The term "First Coast" became very popular through the 1980s, surprising even its creators. In 1990, Duval County opened its first new high schools in nearly 20 years, and at one of them, the students chose to name their school First Coast High School. By 2002, nearly 800 organizations and businesses included "First Coast" in their name, to the point that Jacksonville's NBC and ABC affiliates, WTLV and WJXX (both jointly owned and operated by Tegna), have branded their local news operation as "First Coast News" since the early 2000s. Lamme and Oldakowski found that in 2007, 18% of Floridians surveyed were familiar with the First Coast, making it one of the best-known vernacular regions by Floridians. The First Coast identity has spread to other nearby areas, being found as far south as Flagler Beach in Flagler County, Florida and Palatka in Putnam County, Florida, and as far north as St. Mary's, Georgia. In 2013, the Florida Times-Union noted that within the area, St. Johns County had begun to brand itself as the "Historic Coast".

==Northeast Florida==
The "directional" region of Northeast Florida refers to largely the same area as the First Coast. Lamme and Oldakowski's 2007 survey noted that "North East Florida" had emerged as one of six common directional regions, along with North Florida, Central Florida, South Florida, North Central Florida, and South West Florida. The survey found that the term was primarily used in the north-easternmost parts of the state – Nassau and Duval Counties.
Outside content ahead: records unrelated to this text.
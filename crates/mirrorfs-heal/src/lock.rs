//! Advisory inode locking across a replica set.
//!
//! The coordinator fans a lock request out to every replica, records which
//! ones granted it, and hands back a [`LockGuard`] that releases exactly the
//! granted replicas. Locks are cooperative: they only exclude healers that
//! use the same domain names.

use std::fmt;
use std::sync::Arc;
use std::time::Duration;

use async_trait::async_trait;
use futures::future::join_all;
use serde::{Deserialize, Serialize};
use uuid::Uuid;

use crate::error::{ReplicaError, ReplicaResult};
use crate::mask::ReplicaMask;
use crate::types::ObjectRef;

/// Byte range of an inode lock. `len == 0` extends to infinity.
#[derive(Copy, Clone, Debug, PartialEq, Eq, Hash, Serialize, Deserialize)]
pub struct LockRange {
    /// First byte covered.
    pub start: u64,
    /// Number of bytes covered, 0 for unbounded.
    pub len: u64,
}

impl LockRange {
    /// Whole object.
    pub const WHOLE: LockRange = LockRange { start: 0, len: 0 };

    /// Sentinel range taken by metadata transactions. Sits past any real
    /// file offset so it only conflicts with other metadata transactions.
    pub const METADATA: LockRange = LockRange {
        start: i64::MAX as u64 - 1,
        len: 0,
    };

    /// Creates a bounded range.
    pub fn new(start: u64, len: u64) -> Self {
        Self { start, len }
    }

    /// Exclusive end offset, `None` when unbounded.
    pub fn end(&self) -> Option<u64> {
        if self.len == 0 {
            None
        } else {
            Some(self.start.saturating_add(self.len))
        }
    }

    /// True when the two ranges share at least one byte.
    pub fn overlaps(&self, other: &LockRange) -> bool {
        let starts_before_other_ends = other.end().map_or(true, |end| self.start < end);
        let other_starts_before_self_ends = self.end().map_or(true, |end| other.start < end);
        starts_before_other_ends && other_starts_before_self_ends
    }
}

impl fmt::Display for LockRange {
    fn fmt(&self, f: &mut fmt::Formatter<'_>) -> fmt::Result {
        match self.end() {
            Some(end) => write!(f, "[{}, {})", self.start, end),
            None => write!(f, "[{}, inf)", self.start),
        }
    }
}

/// Identity of a lock holder. Locks held by the same owner never conflict.
#[derive(Copy, Clone, Debug, PartialEq, Eq, Hash, Serialize, Deserialize)]
pub struct LockOwner(Uuid);

impl LockOwner {
    /// Generates a fresh owner identity.
    pub fn random() -> Self {
        LockOwner(Uuid::new_v4())
    }
}

impl fmt::Display for LockOwner {
    fn fmt(&self, f: &mut fmt::Formatter<'_>) -> fmt::Result {
        write!(f, "{}", self.0)
    }
}

/// Exclusive inode lock primitive on a single replica.
#[async_trait]
pub trait InodeLocker: Send + Sync {
    /// Takes the lock or fails immediately with [`ReplicaError::Contended`].
    async fn try_lock(
        &self,
        replica: usize,
        obj: &ObjectRef,
        domain: &str,
        range: LockRange,
        owner: LockOwner,
    ) -> ReplicaResult<()>;

    /// Takes the lock, waiting out contention. The coordinator bounds the wait.
    async fn lock(
        &self,
        replica: usize,
        obj: &ObjectRef,
        domain: &str,
        range: LockRange,
        owner: LockOwner,
    ) -> ReplicaResult<()>;

    /// Drops a lock taken by `owner`. Unlocking a lock that is not held succeeds.
    async fn unlock(
        &self,
        replica: usize,
        obj: &ObjectRef,
        domain: &str,
        range: LockRange,
        owner: LockOwner,
    ) -> ReplicaResult<()>;
}

/// Fans lock operations out across every replica of a set.
pub struct LockCoordinator {
    locker: Arc<dyn InodeLocker>,
    replicas: usize,
    owner: LockOwner,
    lock_wait: Duration,
}

impl LockCoordinator {
    /// Creates a coordinator with a fresh owner identity.
    pub fn new(locker: Arc<dyn InodeLocker>, replicas: usize, lock_wait: Duration) -> Self {
        Self::with_owner(locker, replicas, lock_wait, LockOwner::random())
    }

    /// Creates a coordinator acting as `owner`.
    pub fn with_owner(
        locker: Arc<dyn InodeLocker>,
        replicas: usize,
        lock_wait: Duration,
        owner: LockOwner,
    ) -> Self {
        Self {
            locker,
            replicas,
            owner,
            lock_wait,
        }
    }

    /// Number of replicas the coordinator addresses.
    pub fn replica_count(&self) -> usize {
        self.replicas
    }

    /// Non-blocking whole-object lock on every replica.
    pub async fn try_lock(&self, obj: &ObjectRef, domain: &str) -> LockGuard {
        self.acquire(obj, domain, LockRange::WHOLE, false).await
    }

    /// Lock on every replica, waiting up to the configured bound per replica.
    pub async fn lock(&self, obj: &ObjectRef, domain: &str, range: LockRange) -> LockGuard {
        self.acquire(obj, domain, range, true).await
    }

    /// Best-effort release of `locked_on`. Never fails; per-replica errors
    /// are logged.
    pub async fn unlock(
        &self,
        obj: &ObjectRef,
        domain: &str,
        range: LockRange,
        locked_on: &ReplicaMask,
    ) {
        unlock_replicas(self.locker.as_ref(), obj, domain, range, self.owner, locked_on).await;
    }

    async fn acquire(
        &self,
        obj: &ObjectRef,
        domain: &str,
        range: LockRange,
        blocking: bool,
    ) -> LockGuard {
        let locker = self.locker.as_ref();
        let owner = self.owner;
        let wait = self.lock_wait;

        // Every replica is attempted before anything is counted.
        let results = join_all((0..self.replicas).map(|i| async move {
            let res = if blocking {
                match tokio::time::timeout(wait, locker.lock(i, obj, domain, range, owner)).await {
                    Ok(res) => res,
                    Err(_) => Err(ReplicaError::TimedOut),
                }
            } else {
                locker.try_lock(i, obj, domain, range, owner).await
            };
            (i, res)
        }))
        .await;

        let mut locked = ReplicaMask::new(self.replicas);
        for (i, res) in results {
            match res {
                Ok(()) => locked.set(i),
                Err(e) => {
                    tracing::debug!(replica = i, domain, error = %e, "lock not granted");
                }
            }
        }

        tracing::debug!(
            object = %obj.id,
            domain,
            range = %range,
            locked_on = %locked,
            "lock fan-out complete"
        );

        LockGuard {
            locker: Arc::clone(&self.locker),
            obj: obj.clone(),
            domain: domain.to_string(),
            range,
            owner,
            locked,
            released: false,
        }
    }
}

async fn unlock_replicas(
    locker: &dyn InodeLocker,
    obj: &ObjectRef,
    domain: &str,
    range: LockRange,
    owner: LockOwner,
    locked_on: &ReplicaMask,
) {
    let results = join_all(locked_on.iter_set().map(|i| async move {
        (i, locker.unlock(i, obj, domain, range, owner).await)
    }))
    .await;

    for (i, res) in results {
        if let Err(e) = res {
            tracing::warn!(replica = i, object = %obj.id, domain, error = %e, "unlock failed");
        }
    }
}

/// Locks held on a subset of replicas.
///
/// Call [`LockGuard::release`] on every path. A guard dropped without
/// release (early return, panic) schedules the unlock on the current tokio
/// runtime instead.
pub struct LockGuard {
    locker: Arc<dyn InodeLocker>,
    obj: ObjectRef,
    domain: String,
    range: LockRange,
    owner: LockOwner,
    locked: ReplicaMask,
    released: bool,
}

impl LockGuard {
    /// Replicas that granted the lock.
    pub fn locked_on(&self) -> &ReplicaMask {
        &self.locked
    }

    /// Number of replicas that granted the lock.
    pub fn count(&self) -> usize {
        self.locked.count()
    }

    /// Releases every granted lock.
    pub async fn release(mut self) {
        self.released = true;
        unlock_replicas(
            self.locker.as_ref(),
            &self.obj,
            &self.domain,
            self.range,
            self.owner,
            &self.locked,
        )
        .await;
    }
}

impl Drop for LockGuard {
    fn drop(&mut self) {
        if self.released || !self.locked.any() {
            return;
        }
        self.released = true;

        let locker = Arc::clone(&self.locker);
        let obj = self.obj.clone();
        let domain = std::mem::take(&mut self.domain);
        let range = self.range;
        let owner = self.owner;
        let locked = self.locked.clone();

        match tokio::runtime::Handle::try_current() {
            Ok(handle) => {
                tracing::warn!(object = %obj.id, domain = %domain, "lock guard dropped unreleased");
                handle.spawn(async move {
                    unlock_replicas(locker.as_ref(), &obj, &domain, range, owner, &locked).await;
                });
            }
            Err(_) => {
                tracing::error!(
                    object = %obj.id,
                    domain = %domain,
                    locked_on = %locked,
                    "lock guard dropped outside a runtime, locks leaked"
                );
            }
        }
    }
}

#[cfg(test)]
mod tests {
    use super::*;

    #[test]
    fn test_whole_range_is_unbounded() {
        assert_eq!(LockRange::WHOLE.end(), None);
        assert_eq!(LockRange::new(10, 5).end(), Some(15));
    }

    #[test]
    fn test_overlaps() {
        let a = LockRange::new(0, 10);
        let b = LockRange::new(5, 10);
        let c = LockRange::new(10, 10);
        assert!(a.overlaps(&b));
        assert!(!a.overlaps(&c));
        assert!(LockRange::WHOLE.overlaps(&c));
        assert!(LockRange::WHOLE.overlaps(&LockRange::METADATA));
    }

    #[test]
    fn test_metadata_sentinel_clears_data_ranges() {
        let data = LockRange::new(0, 1 << 40);
        assert!(!LockRange::METADATA.overlaps(&data));
        assert!(LockRange::METADATA.overlaps(&LockRange::METADATA));
    }

    #[test]
    fn test_range_display() {
        assert_eq!(LockRange::new(1, 2).to_string(), "[1, 3)");
        assert_eq!(LockRange::WHOLE.to_string(), "[0, inf)");
    }

    #[test]
    fn test_owners_are_distinct() {
        assert_ne!(LockOwner::random(), LockOwner::random());
    }
}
Enterprise Florida, the state's economic development agency, identifies "Northeast Florida" as one of eight economic regions used by the agency and other state and outside entities. This definition includes all five counties of the Jacksonville metropolitan area (Duval, Baker, Clay, Nassau and St. Johns), as well as Putnam and Flagler counties to the south. Other organizations such as the Florida Department of Transportation, JaxUSA Partnership (the regional business development wing of the Jacksonville Chamber of Commerce), and the Northeast Florida Regional Council also use this definition. Similarly, in June 2013, the state established the Northeast Florida Regional Transportation Commission, which covers all these counties besides Flagler.